Tiny-TSM: Efficiently Training a Lightweight SOTA Time Series Foundation Model
This provides a practical, resource-efficient solution for time series forecasting, though it is incremental in improving efficiency over existing methods.
The authors tackled the problem of training efficient time series foundation models by introducing Tiny-TSM, which achieves state-of-the-art performance on medium- and long-term forecasting tasks with 23M parameters trained in less than a week on a single A100 GPU, outperforming larger models.

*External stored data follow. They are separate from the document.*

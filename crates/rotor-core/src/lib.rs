//! # Rotor Core
//!
//! 주간 ETF 로테이션 시스템의 핵심 타입과 공통 인프라.
//!
//! 이 크레이트는 다음을 제공합니다:
//! - 도메인 모델 (일봉, 가격 시계열, 신호, 리스크 상태, 순자산)
//! - 에러 타입 (`RotorError`)
//! - 설정 관리 (`AppConfig`)
//! - 로깅 인프라 (tracing 기반)
//! - 공통 타입과 유틸리티 (거래 캘린더, Decimal 확장)

pub mod config;
pub mod domain;
pub mod error;
pub mod logging;
pub mod types;

// 자주 쓰는 타입 재수출
pub use config::AppConfig;
pub use domain::{
    aligned_dates, closes_asof, drawdown_from_peak, AssetScore, DailyBar, EquityPoint, PriceSeries,
    RiskState, ScoreBoard, WeeklySignal,
};
pub use error::{RotorError, RotorResult};
pub use types::{rebalance_indices, starts_new_week, week_anchor, DecimalExt, Price, Weight};
//! 드로다운 기반 리스크 게이트.
//!
//! 신호 기준일의 낙폭으로 상태를 결정합니다:
//! - 낙폭 >= 서킷 임계값: `CIRCUIT_COOLDOWN` (쿨다운 시작)
//! - 낙폭 >= 디리스크 임계값: `DE_RISK`
//! - 그 외: `NORMAL`
//!
//! 쿨다운은 주간 리밸런스 횟수 단위로 감소합니다. 진입한 주를 포함해
//! 총 `cooldown_weeks`번의 리밸런스 동안 방어 상태를 유지하고, 카운터가
//! 소진된 다음 리밸런스부터 낙폭을 다시 평가합니다.

use rotor_core::config::RiskGateConfig;
use rotor_core::domain::RiskState;
use rust_decimal::Decimal;
use serde::{Deserialize, Serialize};
use tracing::info;

/// 게이트의 영속 가능한 상태 스냅샷.
///
/// 페이퍼 계좌 JSON에 저장되어 실행 간 쿨다운을 이어갑니다.
#[derive(Debug, Clone, Copy, PartialEq, Eq, Default, Serialize, Deserialize)]
pub struct GateSnapshot {
    /// 현재 상태
    pub state: RiskState,
    /// 남은 쿨다운 리밸런스 횟수
    pub cooldown_left: u32,
}

/// `on_rebalance` 한 번의 결과.
#[derive(Debug, Clone, Copy, PartialEq, Eq)]
pub struct GateTransition {
    /// 이전 상태
    pub previous: RiskState,
    /// 새 상태
    pub state: RiskState,
    /// 상태가 바뀌었는지
    pub changed: bool,
    /// 남은 쿨다운 리밸런스 횟수
    pub cooldown_left: u32,
}

/// 드로다운 리스크 게이트.
#[derive(Debug, Clone)]
pub struct RiskGate {
    config: RiskGateConfig,
    state: RiskState,
    cooldown_left: u32,
}

impl RiskGate {
    /// NORMAL 상태로 게이트를 생성합니다.
    pub fn new(config: RiskGateConfig) -> Self {
        Self {
            config,
            state: RiskState::Normal,
            cooldown_left: 0,
        }
    }

    /// 저장된 스냅샷에서 게이트를 복원합니다.
    pub fn from_snapshot(config: RiskGateConfig, snapshot: &GateSnapshot) -> Self {
        Self {
            config,
            state: snapshot.state,
            cooldown_left: snapshot.cooldown_left,
        }
    }

    /// 현재 상태의 스냅샷을 반환합니다.
    pub fn snapshot(&self) -> GateSnapshot {
        GateSnapshot {
            state: self.state,
            cooldown_left: self.cooldown_left,
        }
    }

    /// 현재 상태.
    pub fn state(&self) -> RiskState {
        self.state
    }

    /// 남은 쿨다운 리밸런스 횟수.
    pub fn cooldown_left(&self) -> u32 {
        self.cooldown_left
    }

    /// 현재 낙폭이 만들 다음 상태를 계산합니다 (게이트는 변경하지 않음).
    pub fn next_state(&self, drawdown: Decimal) -> RiskState {
        if self.state == RiskState::CircuitCooldown && self.cooldown_left > 0 {
            return RiskState::CircuitCooldown;
        }
        // 쿨다운 소진 후에는 현재 낙폭으로 재평가
        if drawdown >= self.config.circuit_drawdown {
            RiskState::CircuitCooldown
        } else if drawdown >= self.config.derisk_drawdown {
            RiskState::DeRisk
        } else {
            RiskState::Normal
        }
    }

    /// 리밸런스 신호 시점마다 호출해 상태를 갱신합니다.
    ///
    /// 서킷에 새로 진입한 주를 1회차로 세므로 카운터는
    /// `cooldown_weeks - 1`로 시작합니다.
    pub fn on_rebalance(&mut self, drawdown: Decimal) -> GateTransition {
        let previous = self.state;
        let next = self.next_state(drawdown);

        if next == RiskState::CircuitCooldown && previous != RiskState::CircuitCooldown {
            self.cooldown_left = self.config.cooldown_weeks.saturating_sub(1);
            self.state = RiskState::CircuitCooldown;
            info!(
                %drawdown,
                cooldown_left = self.cooldown_left,
                "서킷 쿨다운 진입"
            );
            return GateTransition {
                previous,
                state: self.state,
                changed: true,
                cooldown_left: self.cooldown_left,
            };
        }

        if previous == RiskState::CircuitCooldown && self.cooldown_left > 0 {
            self.cooldown_left -= 1;
            self.state = RiskState::CircuitCooldown;
            return GateTransition {
                previous,
                state: self.state,
                changed: false,
                cooldown_left: self.cooldown_left,
            };
        }

        self.state = next;
        GateTransition {
            previous,
            state: self.state,
            changed: next != previous,
            cooldown_left: self.cooldown_left,
        }
    }
}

We present Tiny-TSM, a time series foundation model characterized by small scale, economical training, and state-of-the-art performance. It comprises 23M total parameters, trained on a single A100 GPU in less than a week using a new synthetic data generation and data augmentation pipeline (SynthTS). Without any neural architecture search, hyperparameter tuning, or scaling up model size, Tiny-TSM achieves state-of-the-art performance on a wide range of time series benchmark datasets, often outperforming much larger models and even matching the performance of much larger, industrial-scale, likely highly tuned foundation models. Specifically, Tiny-TSM outperforms all other time series foundation models we evaluated on medium- and long-term forecasting tasks under MSE loss, while short-term accuracy is still competitive with state-of-the-art models. We also introduce a causal input normalization scheme that enables time series models to be trained with dense next-token prediction loss, significantly accelerating convergence speed and reducing training time. All experiments were conducted on a single A100 GPU, illustrating the practicality of the proposed approach in a resource-constrained setting.